分かっていないらしい匡に、ぽふっと本を倒してにらみ上げた。


「匡?これはな、『虎の巻』とも呼ばれる教科書の回答編だよ。早く言うと、宿題用のあんちょこ。…こんなのが必要なのか?」


「え?そんなモンが出てたのか?…こないだの小テストん時知ってれば…」


「……匡?」


「あ!嘘!冗談だって、兄貴」


 手にした『虎の巻』をまじまじと眺めていた匡を横目で睨み上げると、匡は慌てたように本をあった場所らしい棚に戻す。


「お、俺が欲しいのは参考書だからな!兄貴が使ってたの、どれだよ」


 平積みされた参考書を覗き込みながら少し逃げる匡の姿を見ながら、身もだえする心臓の鼓動を胸のうちに感じていた。


「人と同じ本で選んでも役には立たないぞ。自分にわかりやすい本を選ぶんだ。…ほら、これなんかは色分けでわかりやすく解説してあるが、こちらはそれがない分問題のレベルが上だろう?」


「…上か?」


「上なんだ。そうだな、匡にはこっちの方が良いかもしれないな。ほら、表紙ばかり見ないで中を比較してみろ」


ぱらぱらとめくったページを匡に開いてみせると、覗き込むようにして顔が近づいた。

一瞬だけ体が反応して硬くなったが、息を吐いてどうにか緊張をやり過ごす。


もう、今日は一体どうしたと言うのか。匡だって、こんな風に近づいてくることはここ数年…何年もなかったのに。


もっと小さい頃、匡が俺よりも身長が低かった頃はこんな風に無邪気に近寄っていたけれど。


「ん〜…?やっぱりわかんねぇ。中比較ってったって、何をどう見りゃいいのかすらわかんねぇ」


少し体を起こしてそうグチる匡に、昔に浸っていた事に気づいてハッと小さく息をのみ、それすら誤魔化すように慌てて何ページをめくった。

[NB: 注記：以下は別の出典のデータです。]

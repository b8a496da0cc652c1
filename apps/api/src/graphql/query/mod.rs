//! GraphQL queries for EdgeCloud
//!
//! Query resolvers are organized by domain and merged into the root type.

mod user;

pub use user::UserQuery;

use async_graphql::MergedObject;

/// Root query type combining all query domains
#[derive(MergedObject, Default)]
pub struct Query(UserQuery);
//! Edge cluster mutations for EdgeCloud GraphQL API
//!
//! - createEdgeCluster
//! - updateEdgeCluster
//! - deleteEdgeCluster

use async_graphql::{Context, ErrorExtensions, InputObject, Object, Result, ID};

use crate::graphql::creator::SharedResolverCreator;
use crate::graphql::error::require_non_blank;
use crate::graphql::types::{
    CreateEdgeClusterPayload, DeleteEdgeClusterPayload, UpdateEdgeClusterPayload,
};

#[derive(Debug, Clone, InputObject)]
pub struct CreateEdgeClusterInput {
    /// Display name of the new edge cluster
    pub name: String,
    pub client_mutation_id: Option<String>,
}

#[derive(Debug, Clone, InputObject)]
pub struct UpdateEdgeClusterInput {
    pub id: ID,
    /// New display name
    pub name: String,
    pub client_mutation_id: Option<String>,
}

#[derive(Debug, Clone, InputObject)]
pub struct DeleteEdgeClusterInput {
    pub id: ID,
    pub client_mutation_id: Option<String>,
}

/// Edge cluster mutations
#[derive(Default)]
pub struct EdgeClusterMutation;

#[Object]
impl EdgeClusterMutation {
    async fn create_edge_cluster(
        &self,
        ctx: &Context<'_>,
        input: CreateEdgeClusterInput,
    ) -> Result<CreateEdgeClusterPayload> {
        require_non_blank("name", &input.name).map_err(|e| e.extend())?;
        let creator = ctx.data::<SharedResolverCreator>()?;

        tracing::info!(name = %input.name, "createEdgeCluster requested");
        Ok(creator
            .clone()
            .new_create_edge_cluster_payload(input.client_mutation_id))
    }

    async fn update_edge_cluster(
        &self,
        ctx: &Context<'_>,
        input: UpdateEdgeClusterInput,
    ) -> Result<UpdateEdgeClusterPayload> {
        require_non_blank("name", &input.name).map_err(|e| e.extend())?;
        let creator = ctx.data::<SharedResolverCreator>()?;

        tracing::info!(
            edge_cluster_id = %input.id.as_str(),
            name = %input.name,
            "updateEdgeCluster requested"
        );
        creator
            .clone()
            .new_update_edge_cluster_payload(input.id, input.client_mutation_id)
            .map_err(|e| e.extend())
    }

    async fn delete_edge_cluster(
        &self,
        ctx: &Context<'_>,
        input: DeleteEdgeClusterInput,
    ) -> Result<DeleteEdgeClusterPayload> {
        let creator = ctx.data::<SharedResolverCreator>()?;

        tracing::info!(edge_cluster_id = %input.id.as_str(), "deleteEdgeCluster requested");
        creator
            .new_delete_edge_cluster_payload(input.id, input.client_mutation_id)
            .map_err(|e| e.extend())
    }
}
//! Configuration error types

use thiserror::Error;

/// Configuration-related errors
#[derive(Error, Debug)]
pub enum ConfigError {
    /// Invalid value for environment variable
    #[error("invalid value for {0}: {1}")]
    InvalidValue(String, String),

    /// Configuration validation error
    #[error("configuration validation failed: {0}")]
    ValidationError(String),
}

/// Result type for configuration operations
pub type ConfigResult<T> = Result<T, ConfigError>;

「そ、それなら、わかりやすく解説している本を探すせばいい。…いくつか見ておいてやるから、お前は少し時間をつぶして来い。一緒に見てると時間が掛かりすぎる」


「あ〜…うん、わかった…。でも、そんなに必死になんなくていいから。この本屋で見つかんなかったら、また今度、もっとでかいとこ探しに行くからさ」


参った。と表情に出して頭をかく匡が子供の頃のようで、なんだか笑ってしまった。


「…それで、間に合うのか?勉強は」


「次に間に合わせるために買うんじゃねーからさ。そんなテストならためにならないって、兄貴いつも言ってるだろ?」


たまに母に頼まれて勉強しろと説教するときにいつも言っていた。右から左に聞き流しているばっかりだと思っていたが、覚えてたんだな。


「…そうだ。勉強は自らのために行うものだ。テストのためなんかに一夜漬けで入れた知識が一体何の役に立つ?まぁ、匡が勉強する気になったのは、俺にも喜ばしいことだからな。…じゃあ、この中で候補を選んでやるから、お前は暫く雑誌コーナーで待ってろ。呼びに行くから」


「ああ、わかった。…ありがとな、兄貴」


少し照れたような笑い顔が、まぶたにやきついた気がした。